Problem -
Please copy every line of the data in which the string "username" appears.

Data -
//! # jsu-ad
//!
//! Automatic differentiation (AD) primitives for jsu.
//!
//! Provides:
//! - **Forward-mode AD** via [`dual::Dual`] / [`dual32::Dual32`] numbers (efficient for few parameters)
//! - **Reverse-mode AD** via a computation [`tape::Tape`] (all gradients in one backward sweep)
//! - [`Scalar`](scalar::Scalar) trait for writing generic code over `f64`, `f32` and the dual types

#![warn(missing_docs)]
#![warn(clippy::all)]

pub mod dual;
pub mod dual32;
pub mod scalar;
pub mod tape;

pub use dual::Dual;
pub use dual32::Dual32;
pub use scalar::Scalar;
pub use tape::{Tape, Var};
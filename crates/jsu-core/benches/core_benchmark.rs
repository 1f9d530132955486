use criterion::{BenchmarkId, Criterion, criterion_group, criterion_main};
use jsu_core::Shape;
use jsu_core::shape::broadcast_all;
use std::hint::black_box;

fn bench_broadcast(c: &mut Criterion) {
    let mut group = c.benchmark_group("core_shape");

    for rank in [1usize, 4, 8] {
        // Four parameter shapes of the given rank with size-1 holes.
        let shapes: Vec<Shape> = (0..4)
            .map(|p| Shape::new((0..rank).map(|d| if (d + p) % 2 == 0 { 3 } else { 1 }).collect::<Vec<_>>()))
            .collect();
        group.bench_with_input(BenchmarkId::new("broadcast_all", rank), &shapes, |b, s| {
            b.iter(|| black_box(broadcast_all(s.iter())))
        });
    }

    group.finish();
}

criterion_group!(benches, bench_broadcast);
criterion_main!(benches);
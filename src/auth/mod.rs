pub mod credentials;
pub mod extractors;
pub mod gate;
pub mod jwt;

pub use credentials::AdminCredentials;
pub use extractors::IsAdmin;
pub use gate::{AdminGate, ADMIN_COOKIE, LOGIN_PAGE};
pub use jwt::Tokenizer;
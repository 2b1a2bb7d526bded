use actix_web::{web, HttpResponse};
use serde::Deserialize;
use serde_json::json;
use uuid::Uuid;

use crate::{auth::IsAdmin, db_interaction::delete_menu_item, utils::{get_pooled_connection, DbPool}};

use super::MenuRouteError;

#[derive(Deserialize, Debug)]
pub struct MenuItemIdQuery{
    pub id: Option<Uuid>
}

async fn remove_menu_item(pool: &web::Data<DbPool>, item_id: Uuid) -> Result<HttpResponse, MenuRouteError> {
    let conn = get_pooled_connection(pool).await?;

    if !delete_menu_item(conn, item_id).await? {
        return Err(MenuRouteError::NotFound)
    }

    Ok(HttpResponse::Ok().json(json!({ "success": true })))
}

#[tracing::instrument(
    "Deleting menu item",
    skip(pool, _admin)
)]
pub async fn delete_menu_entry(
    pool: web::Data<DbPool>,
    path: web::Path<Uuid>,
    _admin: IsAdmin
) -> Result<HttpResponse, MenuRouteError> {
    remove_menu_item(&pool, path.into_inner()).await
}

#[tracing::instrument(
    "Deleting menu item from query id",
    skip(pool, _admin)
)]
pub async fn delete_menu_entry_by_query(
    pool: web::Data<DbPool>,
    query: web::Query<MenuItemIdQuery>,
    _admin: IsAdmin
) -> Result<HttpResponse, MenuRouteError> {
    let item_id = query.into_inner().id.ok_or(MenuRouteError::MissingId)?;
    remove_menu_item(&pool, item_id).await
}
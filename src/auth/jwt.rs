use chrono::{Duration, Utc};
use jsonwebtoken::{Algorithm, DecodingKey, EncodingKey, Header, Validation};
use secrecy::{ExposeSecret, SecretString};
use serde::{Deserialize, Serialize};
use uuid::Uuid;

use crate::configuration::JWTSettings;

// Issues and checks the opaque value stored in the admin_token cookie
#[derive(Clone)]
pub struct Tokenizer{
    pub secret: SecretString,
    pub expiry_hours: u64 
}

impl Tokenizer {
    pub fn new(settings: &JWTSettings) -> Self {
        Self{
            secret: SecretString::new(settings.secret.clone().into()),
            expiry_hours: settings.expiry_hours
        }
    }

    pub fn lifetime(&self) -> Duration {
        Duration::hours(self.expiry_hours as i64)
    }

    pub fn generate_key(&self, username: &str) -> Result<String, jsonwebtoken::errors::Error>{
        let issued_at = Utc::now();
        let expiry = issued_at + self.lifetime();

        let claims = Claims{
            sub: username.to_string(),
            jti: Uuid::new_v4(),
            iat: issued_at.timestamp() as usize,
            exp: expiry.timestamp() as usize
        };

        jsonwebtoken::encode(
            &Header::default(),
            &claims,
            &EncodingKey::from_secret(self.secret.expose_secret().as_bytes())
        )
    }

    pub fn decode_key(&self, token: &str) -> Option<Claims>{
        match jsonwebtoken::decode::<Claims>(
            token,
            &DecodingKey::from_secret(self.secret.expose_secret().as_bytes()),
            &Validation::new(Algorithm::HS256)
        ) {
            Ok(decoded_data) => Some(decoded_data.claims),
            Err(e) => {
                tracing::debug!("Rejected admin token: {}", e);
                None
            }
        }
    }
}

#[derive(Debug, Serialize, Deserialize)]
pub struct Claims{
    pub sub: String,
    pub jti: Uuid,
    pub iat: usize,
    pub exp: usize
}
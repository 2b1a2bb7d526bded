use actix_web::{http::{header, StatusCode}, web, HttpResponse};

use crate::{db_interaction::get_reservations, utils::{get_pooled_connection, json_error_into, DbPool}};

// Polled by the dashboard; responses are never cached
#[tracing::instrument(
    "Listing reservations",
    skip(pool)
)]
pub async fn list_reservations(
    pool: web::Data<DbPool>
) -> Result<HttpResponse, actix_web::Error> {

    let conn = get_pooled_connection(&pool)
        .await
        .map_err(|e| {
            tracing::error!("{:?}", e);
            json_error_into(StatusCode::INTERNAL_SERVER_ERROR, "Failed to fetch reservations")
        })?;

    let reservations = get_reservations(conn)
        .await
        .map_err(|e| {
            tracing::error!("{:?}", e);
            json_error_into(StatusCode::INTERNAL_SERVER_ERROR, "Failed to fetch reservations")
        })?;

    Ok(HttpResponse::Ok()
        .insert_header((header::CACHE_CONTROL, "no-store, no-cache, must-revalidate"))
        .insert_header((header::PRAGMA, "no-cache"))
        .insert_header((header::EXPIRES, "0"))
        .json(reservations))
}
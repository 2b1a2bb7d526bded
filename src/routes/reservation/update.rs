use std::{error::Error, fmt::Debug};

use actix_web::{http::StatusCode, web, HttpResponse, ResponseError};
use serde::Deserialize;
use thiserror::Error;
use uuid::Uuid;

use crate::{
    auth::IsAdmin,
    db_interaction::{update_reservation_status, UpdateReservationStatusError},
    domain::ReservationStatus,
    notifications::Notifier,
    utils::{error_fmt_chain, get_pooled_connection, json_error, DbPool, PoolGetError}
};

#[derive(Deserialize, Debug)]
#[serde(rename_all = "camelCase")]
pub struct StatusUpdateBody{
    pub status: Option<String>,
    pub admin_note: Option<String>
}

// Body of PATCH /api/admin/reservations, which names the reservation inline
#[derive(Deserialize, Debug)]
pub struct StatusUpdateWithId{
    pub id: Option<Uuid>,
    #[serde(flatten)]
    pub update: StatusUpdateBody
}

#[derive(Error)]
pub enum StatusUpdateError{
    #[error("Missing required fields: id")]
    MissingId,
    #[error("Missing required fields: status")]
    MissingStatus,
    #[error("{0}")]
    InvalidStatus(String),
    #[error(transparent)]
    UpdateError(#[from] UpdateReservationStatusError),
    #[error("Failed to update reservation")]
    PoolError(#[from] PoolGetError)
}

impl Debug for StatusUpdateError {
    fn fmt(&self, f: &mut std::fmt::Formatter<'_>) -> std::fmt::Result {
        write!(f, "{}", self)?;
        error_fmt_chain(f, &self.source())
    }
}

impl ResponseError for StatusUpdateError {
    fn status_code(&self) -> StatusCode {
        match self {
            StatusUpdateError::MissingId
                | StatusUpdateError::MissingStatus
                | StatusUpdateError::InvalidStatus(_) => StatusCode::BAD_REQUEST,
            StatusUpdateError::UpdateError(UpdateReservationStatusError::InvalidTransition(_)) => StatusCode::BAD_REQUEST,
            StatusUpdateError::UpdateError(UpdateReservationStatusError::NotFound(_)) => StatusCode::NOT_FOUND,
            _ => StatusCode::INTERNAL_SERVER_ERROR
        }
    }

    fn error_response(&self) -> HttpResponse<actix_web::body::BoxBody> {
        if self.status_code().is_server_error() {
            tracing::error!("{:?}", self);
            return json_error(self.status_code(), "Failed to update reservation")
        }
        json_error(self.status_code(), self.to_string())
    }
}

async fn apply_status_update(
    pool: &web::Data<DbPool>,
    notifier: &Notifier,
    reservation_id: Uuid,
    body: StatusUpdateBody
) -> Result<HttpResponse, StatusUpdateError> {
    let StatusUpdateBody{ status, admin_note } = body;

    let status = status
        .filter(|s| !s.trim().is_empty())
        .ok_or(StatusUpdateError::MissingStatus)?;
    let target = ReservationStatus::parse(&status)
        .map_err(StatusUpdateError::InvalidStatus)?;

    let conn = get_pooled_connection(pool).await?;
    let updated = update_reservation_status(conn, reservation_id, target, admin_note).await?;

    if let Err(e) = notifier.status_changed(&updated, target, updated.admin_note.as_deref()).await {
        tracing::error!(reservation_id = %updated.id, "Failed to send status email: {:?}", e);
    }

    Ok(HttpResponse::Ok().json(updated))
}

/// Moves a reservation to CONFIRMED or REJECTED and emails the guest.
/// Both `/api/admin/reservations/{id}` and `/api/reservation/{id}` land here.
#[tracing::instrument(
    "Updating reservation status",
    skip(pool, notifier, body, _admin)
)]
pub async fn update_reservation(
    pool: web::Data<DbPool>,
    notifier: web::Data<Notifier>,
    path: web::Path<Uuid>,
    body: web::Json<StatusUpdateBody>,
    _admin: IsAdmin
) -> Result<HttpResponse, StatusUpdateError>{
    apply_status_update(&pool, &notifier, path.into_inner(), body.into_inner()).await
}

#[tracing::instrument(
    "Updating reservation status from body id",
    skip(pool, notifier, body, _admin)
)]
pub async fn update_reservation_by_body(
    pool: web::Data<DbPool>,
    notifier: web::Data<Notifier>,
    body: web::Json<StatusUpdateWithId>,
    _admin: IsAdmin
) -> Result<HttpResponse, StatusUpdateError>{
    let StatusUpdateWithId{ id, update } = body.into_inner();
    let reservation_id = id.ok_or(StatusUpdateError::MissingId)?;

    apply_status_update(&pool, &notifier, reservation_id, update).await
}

Result for this task -
    pub fn generate_key(&self, username: &str) -> Result<String, jsonwebtoken::errors::Error>{
            sub: username.to_string(),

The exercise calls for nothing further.